Exercise requirements → For the data below, please report each line where the word "static" is found.

Given entries →
[Start of Attachment]

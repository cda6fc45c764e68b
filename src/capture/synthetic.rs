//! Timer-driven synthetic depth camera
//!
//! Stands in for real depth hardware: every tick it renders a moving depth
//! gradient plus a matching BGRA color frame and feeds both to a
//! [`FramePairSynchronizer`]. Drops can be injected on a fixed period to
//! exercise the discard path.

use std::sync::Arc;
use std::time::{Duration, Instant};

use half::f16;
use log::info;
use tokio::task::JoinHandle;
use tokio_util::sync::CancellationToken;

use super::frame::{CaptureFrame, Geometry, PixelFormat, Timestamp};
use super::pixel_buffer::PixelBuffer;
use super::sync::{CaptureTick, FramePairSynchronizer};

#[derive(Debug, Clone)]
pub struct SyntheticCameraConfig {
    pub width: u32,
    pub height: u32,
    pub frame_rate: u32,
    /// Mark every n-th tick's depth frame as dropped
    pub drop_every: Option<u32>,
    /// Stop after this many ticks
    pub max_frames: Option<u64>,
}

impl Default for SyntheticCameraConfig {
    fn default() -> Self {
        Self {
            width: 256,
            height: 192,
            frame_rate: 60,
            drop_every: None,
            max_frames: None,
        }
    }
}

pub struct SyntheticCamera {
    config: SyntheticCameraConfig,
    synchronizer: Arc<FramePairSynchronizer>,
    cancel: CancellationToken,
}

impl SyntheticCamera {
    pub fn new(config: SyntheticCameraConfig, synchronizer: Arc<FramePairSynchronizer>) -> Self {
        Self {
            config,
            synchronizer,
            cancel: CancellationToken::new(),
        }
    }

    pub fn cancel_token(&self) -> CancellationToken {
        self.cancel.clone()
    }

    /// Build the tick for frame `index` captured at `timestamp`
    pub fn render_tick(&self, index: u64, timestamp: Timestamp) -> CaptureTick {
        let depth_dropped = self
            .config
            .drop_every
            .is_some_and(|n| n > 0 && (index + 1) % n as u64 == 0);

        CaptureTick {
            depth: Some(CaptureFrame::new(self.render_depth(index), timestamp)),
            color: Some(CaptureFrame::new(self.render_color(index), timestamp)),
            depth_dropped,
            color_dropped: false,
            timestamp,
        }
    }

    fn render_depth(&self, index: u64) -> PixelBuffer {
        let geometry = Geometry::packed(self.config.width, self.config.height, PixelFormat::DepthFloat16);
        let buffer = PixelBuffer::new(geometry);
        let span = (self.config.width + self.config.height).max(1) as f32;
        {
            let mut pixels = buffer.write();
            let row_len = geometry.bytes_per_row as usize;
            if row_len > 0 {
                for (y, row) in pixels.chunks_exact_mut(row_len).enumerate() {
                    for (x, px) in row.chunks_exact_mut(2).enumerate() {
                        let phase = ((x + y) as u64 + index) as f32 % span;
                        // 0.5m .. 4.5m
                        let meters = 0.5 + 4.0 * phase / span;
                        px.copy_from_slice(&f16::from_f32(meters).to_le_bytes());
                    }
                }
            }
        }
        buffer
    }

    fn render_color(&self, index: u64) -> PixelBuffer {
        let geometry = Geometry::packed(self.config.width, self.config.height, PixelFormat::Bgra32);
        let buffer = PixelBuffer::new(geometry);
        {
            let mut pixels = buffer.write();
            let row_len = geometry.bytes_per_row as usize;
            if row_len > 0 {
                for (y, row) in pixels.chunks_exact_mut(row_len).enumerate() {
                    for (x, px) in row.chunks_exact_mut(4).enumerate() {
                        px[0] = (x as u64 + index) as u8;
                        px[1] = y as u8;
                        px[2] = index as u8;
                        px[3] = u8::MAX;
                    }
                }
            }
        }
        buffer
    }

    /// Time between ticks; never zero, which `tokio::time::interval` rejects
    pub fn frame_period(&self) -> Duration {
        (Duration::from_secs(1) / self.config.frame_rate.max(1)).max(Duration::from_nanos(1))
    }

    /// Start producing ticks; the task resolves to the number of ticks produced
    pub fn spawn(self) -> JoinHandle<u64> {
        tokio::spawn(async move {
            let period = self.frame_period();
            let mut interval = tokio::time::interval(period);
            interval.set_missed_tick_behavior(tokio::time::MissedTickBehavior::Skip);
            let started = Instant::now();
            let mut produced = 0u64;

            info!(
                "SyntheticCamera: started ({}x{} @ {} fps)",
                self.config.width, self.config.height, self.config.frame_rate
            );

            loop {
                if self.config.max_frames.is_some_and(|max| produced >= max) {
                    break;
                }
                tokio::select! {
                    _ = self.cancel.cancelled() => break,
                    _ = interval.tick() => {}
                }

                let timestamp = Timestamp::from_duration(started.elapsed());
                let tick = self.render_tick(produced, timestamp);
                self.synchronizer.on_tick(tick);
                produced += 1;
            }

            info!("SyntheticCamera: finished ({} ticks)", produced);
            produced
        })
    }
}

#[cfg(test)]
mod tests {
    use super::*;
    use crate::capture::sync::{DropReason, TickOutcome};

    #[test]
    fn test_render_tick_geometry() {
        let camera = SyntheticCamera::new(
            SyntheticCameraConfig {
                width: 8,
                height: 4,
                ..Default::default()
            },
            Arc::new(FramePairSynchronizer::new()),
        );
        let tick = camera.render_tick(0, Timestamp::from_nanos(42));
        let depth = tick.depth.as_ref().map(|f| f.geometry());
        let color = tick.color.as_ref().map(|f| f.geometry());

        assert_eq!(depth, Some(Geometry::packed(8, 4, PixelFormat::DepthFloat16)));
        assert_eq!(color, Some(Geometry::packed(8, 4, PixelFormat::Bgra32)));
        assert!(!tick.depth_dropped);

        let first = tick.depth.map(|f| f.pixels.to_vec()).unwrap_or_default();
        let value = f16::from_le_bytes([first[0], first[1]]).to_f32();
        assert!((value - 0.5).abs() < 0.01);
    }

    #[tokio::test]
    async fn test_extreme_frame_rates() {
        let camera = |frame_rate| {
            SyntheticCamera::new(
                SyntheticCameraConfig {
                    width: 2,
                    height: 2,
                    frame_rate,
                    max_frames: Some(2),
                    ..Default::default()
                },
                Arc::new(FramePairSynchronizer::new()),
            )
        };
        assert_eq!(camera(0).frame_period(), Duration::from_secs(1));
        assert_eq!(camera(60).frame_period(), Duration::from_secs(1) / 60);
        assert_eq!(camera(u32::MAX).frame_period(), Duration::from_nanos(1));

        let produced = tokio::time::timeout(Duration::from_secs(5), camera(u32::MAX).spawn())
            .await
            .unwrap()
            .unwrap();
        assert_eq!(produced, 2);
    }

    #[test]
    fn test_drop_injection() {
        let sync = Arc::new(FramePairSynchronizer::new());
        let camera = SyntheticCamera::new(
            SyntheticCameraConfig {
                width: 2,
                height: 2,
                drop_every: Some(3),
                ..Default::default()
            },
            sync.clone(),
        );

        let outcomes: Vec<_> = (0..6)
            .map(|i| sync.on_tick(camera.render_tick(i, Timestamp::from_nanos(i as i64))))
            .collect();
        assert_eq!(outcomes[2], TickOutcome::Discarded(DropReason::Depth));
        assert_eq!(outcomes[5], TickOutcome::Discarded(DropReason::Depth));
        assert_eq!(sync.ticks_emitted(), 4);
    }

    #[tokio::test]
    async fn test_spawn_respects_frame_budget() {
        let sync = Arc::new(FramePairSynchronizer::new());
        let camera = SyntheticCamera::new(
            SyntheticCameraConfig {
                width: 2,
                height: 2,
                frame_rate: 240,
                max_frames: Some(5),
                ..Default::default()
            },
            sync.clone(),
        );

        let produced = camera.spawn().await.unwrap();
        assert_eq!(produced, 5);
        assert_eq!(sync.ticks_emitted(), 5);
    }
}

[End of Attachment]
[Start of Attachment]

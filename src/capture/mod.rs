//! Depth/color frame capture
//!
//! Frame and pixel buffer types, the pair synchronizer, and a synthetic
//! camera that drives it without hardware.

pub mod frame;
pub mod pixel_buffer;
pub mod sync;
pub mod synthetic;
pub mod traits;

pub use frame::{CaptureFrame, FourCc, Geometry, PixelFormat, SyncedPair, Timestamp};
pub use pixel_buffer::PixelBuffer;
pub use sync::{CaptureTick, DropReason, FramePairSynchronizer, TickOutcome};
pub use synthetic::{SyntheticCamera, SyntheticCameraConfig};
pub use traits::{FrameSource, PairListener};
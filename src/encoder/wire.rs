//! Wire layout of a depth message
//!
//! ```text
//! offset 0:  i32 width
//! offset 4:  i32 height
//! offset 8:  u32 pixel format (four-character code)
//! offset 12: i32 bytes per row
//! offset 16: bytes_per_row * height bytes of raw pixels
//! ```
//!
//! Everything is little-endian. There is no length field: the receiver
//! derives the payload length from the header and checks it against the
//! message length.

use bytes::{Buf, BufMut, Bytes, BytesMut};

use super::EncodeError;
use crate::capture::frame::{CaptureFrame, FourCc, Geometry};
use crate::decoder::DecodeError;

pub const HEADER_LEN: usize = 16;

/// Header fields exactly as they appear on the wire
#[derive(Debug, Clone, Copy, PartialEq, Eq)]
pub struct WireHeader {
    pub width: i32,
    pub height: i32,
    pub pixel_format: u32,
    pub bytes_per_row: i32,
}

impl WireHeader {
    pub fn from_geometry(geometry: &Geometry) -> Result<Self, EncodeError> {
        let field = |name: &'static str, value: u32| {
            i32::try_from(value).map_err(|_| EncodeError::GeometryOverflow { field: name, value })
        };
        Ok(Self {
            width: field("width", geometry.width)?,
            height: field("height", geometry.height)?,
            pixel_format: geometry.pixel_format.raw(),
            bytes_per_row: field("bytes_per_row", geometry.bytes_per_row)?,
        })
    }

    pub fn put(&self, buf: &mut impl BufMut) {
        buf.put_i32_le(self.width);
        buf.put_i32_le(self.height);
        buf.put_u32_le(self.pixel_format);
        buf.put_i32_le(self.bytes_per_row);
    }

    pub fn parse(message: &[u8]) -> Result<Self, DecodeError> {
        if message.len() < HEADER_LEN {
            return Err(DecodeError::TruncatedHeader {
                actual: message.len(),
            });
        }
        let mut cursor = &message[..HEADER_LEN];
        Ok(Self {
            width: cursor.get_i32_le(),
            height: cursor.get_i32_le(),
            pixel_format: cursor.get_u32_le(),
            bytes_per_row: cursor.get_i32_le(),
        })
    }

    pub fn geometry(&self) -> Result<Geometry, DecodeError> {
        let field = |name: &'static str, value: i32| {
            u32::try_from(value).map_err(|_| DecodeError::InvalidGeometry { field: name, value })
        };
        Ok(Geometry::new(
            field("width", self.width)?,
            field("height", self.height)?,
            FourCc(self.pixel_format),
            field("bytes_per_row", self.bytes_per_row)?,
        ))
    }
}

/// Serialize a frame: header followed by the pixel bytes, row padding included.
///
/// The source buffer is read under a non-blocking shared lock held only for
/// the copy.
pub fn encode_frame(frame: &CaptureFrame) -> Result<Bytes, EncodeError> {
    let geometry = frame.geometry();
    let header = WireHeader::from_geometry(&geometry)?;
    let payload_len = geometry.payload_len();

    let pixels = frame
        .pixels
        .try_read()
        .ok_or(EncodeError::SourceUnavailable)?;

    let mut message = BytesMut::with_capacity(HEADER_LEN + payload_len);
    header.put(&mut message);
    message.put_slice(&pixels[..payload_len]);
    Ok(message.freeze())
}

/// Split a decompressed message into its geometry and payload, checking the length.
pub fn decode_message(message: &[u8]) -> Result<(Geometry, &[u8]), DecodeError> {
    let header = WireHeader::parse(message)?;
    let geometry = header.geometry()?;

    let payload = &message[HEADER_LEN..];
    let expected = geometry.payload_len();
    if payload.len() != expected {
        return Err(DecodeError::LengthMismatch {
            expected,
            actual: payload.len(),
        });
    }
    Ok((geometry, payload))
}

[End of Attachment]

Response →
        let field = |name: &'static str, value: u32| {
        let field = |name: &'static str, value: i32| {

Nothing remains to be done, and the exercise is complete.